Every one of those places can lay some claim to the title of “home.”

But a funny thing happens when someone asks me that opening question. My answer is still “Monroe.” It’s the place that I know best. And, even after ten years away, it’s a place that I still love.

So, I’ll end with this question for you. Where are you from? And how did you get where you are today?

6 Responses to “Where Are You From?”

  1. LunaPierCookon 27 Jan 2007 at 2:06 am

    Wow … how much space do you have? ;-) Born and raised in Flint with a couple years in Columbus for college, marriage took me to Westland, and then the Navy took me to Chicago, Memphis, Virginia, then to Maryland where Teen Tech blogger Aaron was born on a Navy base. After a final tour out of Virginia where two more kids were born, Toyota brought me back to Michigan, where I’ve since lived in Tecumseh (my fourth was born in Ann Arbor), the Flint area, and now very happily in Luna Pier.

  2. LunaPierCookon 27 Jan 2007 at 6:10 am

    BTW (yes, I’m following your lead about commenting on comments without intermediate comments … :-) ), in an email a few weeks ago you had asked how Mary and I met. I’ve found this morning the Wedding Webpage we’d put together on TheKnot.com is still there! It has the whole story:

    http://weddings.theknot.com/pwp/view/co_main.aspx?coupleid=3227151796114687&MsdVisit=1

  3. Mike Ingelson 28 Jan 2007 at 7:58 am

    Dave!

    That’s amazing.

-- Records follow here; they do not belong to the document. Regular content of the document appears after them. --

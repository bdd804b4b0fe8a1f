//! Course catalog service
//!
//! A small web application that lets users browse a catalog of courses,
//! view one course, and submit new ones.
//!
//! # Architecture Overview
//!
//! ```text
//!     Client Request
//!     ──────────────▶ http (router, request ID, timeout)
//!                        │
//!                        ▼
//!                     catalog::CatalogService ──▶ Validator
//!                        │        │
//!                        │        └──────────────▶ store::CatalogStore ──▶ catalog JSON file
//!                        ▼
//!                     observability
//!                        ├─ StructuredLogger ──▶ log file (JSON lines)
//!                        ├─ ErrorCounter ──────▶ metrics
//!                        └─ Tracer ────────────▶ OpenTelemetry SDK ──▶ span file
//! ```

use std::path::PathBuf;
use std::sync::Arc;

use clap::Parser;
use opentelemetry::trace::TracerProvider as _;
use tokio::net::TcpListener;
use tracing::Level;
use tracing_subscriber::filter::Targets;
use tracing_subscriber::{layer::SubscriberExt, util::SubscriberInitExt, Layer};

use course_catalog::config::load_or_default;
use course_catalog::http::{shutdown_signal, HttpServer};
use course_catalog::observability::{metrics, provider_from_config, Tracer};
use course_catalog::CatalogService;

#[derive(Parser)]
#[command(name = "course-catalog")]
#[command(about = "Course catalog web service", long_about = None)]
struct Args {
    /// Path to a TOML configuration file
    #[arg(short, long)]
    config: Option<PathBuf>,

    /// Override the bind address from the configuration
    #[arg(long)]
    bind: Option<String>,
}

#[tokio::main]
async fn main() -> Result<(), Box<dyn std::error::Error>> {
    let args = Args::parse();
    let mut config = load_or_default(args.config.as_deref())?;
    if let Some(bind) = args.bind {
        config.server.bind_address = bind;
    }

    let provider = provider_from_config(&config.tracing)?;

    // Request spans from the HTTP layer are exported alongside catalog spans.
    let request_spans = tracing_opentelemetry::layer()
        .with_tracer(provider.tracer("tower-http"))
        .with_filter(Targets::new().with_target("tower_http", Level::INFO));

    // Initialize tracing subscriber
    tracing_subscriber::registry()
        .with(
            tracing_subscriber::EnvFilter::try_from_default_env().unwrap_or_else(|_| {
                format!(
                    "course_catalog={},catalog={},tower_http=info",
                    config.logging.level, config.logging.level
                )
                .into()
            }),
        )
        .with(tracing_subscriber::fmt::layer())
        .with(request_spans)
        .init();

    tracing::info!("course-catalog v{} starting", env!("CARGO_PKG_VERSION"));

    tracing::info!(
        bind_address = %config.server.bind_address,
        catalog_path = %config.storage.catalog_path.display(),
        log_path = %config.logging.log_path.display(),
        required_fields = ?config.validation.policy,
        request_timeout_secs = config.server.request_timeout_secs,
        span_exporter = ?config.tracing.exporter,
        span_export_path = %config.tracing.export_path.display(),
        "Configuration loaded"
    );

    if config.observability.metrics_enabled {
        if let Ok(addr) = config.observability.metrics_address.parse() {
            metrics::init_metrics(addr);
        } else {
            tracing::error!(
                metrics_address = %config.observability.metrics_address,
                "Failed to parse metrics address"
            );
        }
    }

    let service = Arc::new(CatalogService::from_config(&config, Tracer::new(provider))?);

    let listener = TcpListener::bind(&config.server.bind_address).await?;
    tracing::info!(address = %listener.local_addr()?, "Listening for connections");

    let server = HttpServer::new(&config, service.clone());
    server.run(listener, shutdown_signal()).await?;

    service.tracer().shutdown();

    tracing::info!("Shutdown complete");
    Ok(())
}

My wife Kathy and I were married on the very same day - June 25, 2005. Of course, we were about 700 miles away in Appleton, WI. Maybe we can help remind each other when the anniversary is coming up:)

    BTW, Kathy and I met on the internet as well. We met on a site called catholicsingles.com. I’d never tried anything like that before. But within about three weeks, we had chatted, met and started this crazy little plan we’ve been on ever since.

    Love at first click? Maybe. But it sure takes a lot of work. I’m sure that I’ll throw a blog about it up at some point.

  4. Dan Shawon 28 Jan 2007 at 10:03 am

    Mike, Dave. This meeting on the internet thing has me fascinated. Just a few months after his wife of 30 years died, my brother met his second wife on the internet - I thought it was incredible. But I keep running into more and more people who owe their marital bliss to the internet.

    How many more Monroe County couples are out there who met on the internet? Should we consider a singles meeting spot on our Web site?

  5. Mike Ingelson 28 Jan 2007 at 11:28 am

    Hi Dan!

    It’s really funny. Kathy and I are just about the most traditional kind of people you could meet.

    And, at first, I thought that everyone would think that I was ABSOLUTELY CRAZY to marry someone I met on the computer. I thought that this was especially true considering that we were about 500 to 700 miles away from each other and we had to commute every other weekend for two years. We spent lots of time in airplanes, on trains, in cars and on boats.

    But, we both had the same unique things in common. We both grew up near nuke plants. We both came from very Catholic families in very Catholic communities. We are both teachers. And we were both born within about two weeks of each other in 1975.

    I would never have met her without the focus that an internet web page provides. I think that it quickly eliminates a lot of people that a person is not compatible with. So, you get a lot of dating out of the way in a short period of time. I know this doesn’t sound romantic, but the internet is very efficient.

    I think that the best internet dating spots are those that appeal to a niche. I think that it might be a great idea, but you really have to think it through. Would you have “Men finding Men” in Monroe? Would it end up being a distasteful kind of meat market? You wouldn’t want it to end up on Dateline:NBC. The devil is in the details:)

    BTW, my sister - who works downtown - met her husband online. My brother, who works for Microsoft, is still single. Go figure.

  6. LunaPierCookon 29 Jan 2007 at 7:18 am

    Dan, even with all the success stories out there, too many times an internet “prince” will turn out to be less than a frog. Many online sites are now having to implement some kind of protective technologies to help catch possible problems, while actually being unable to catch them all. My thoughts are that you really don’t want the aggravation or the possibilty of that kind of liability.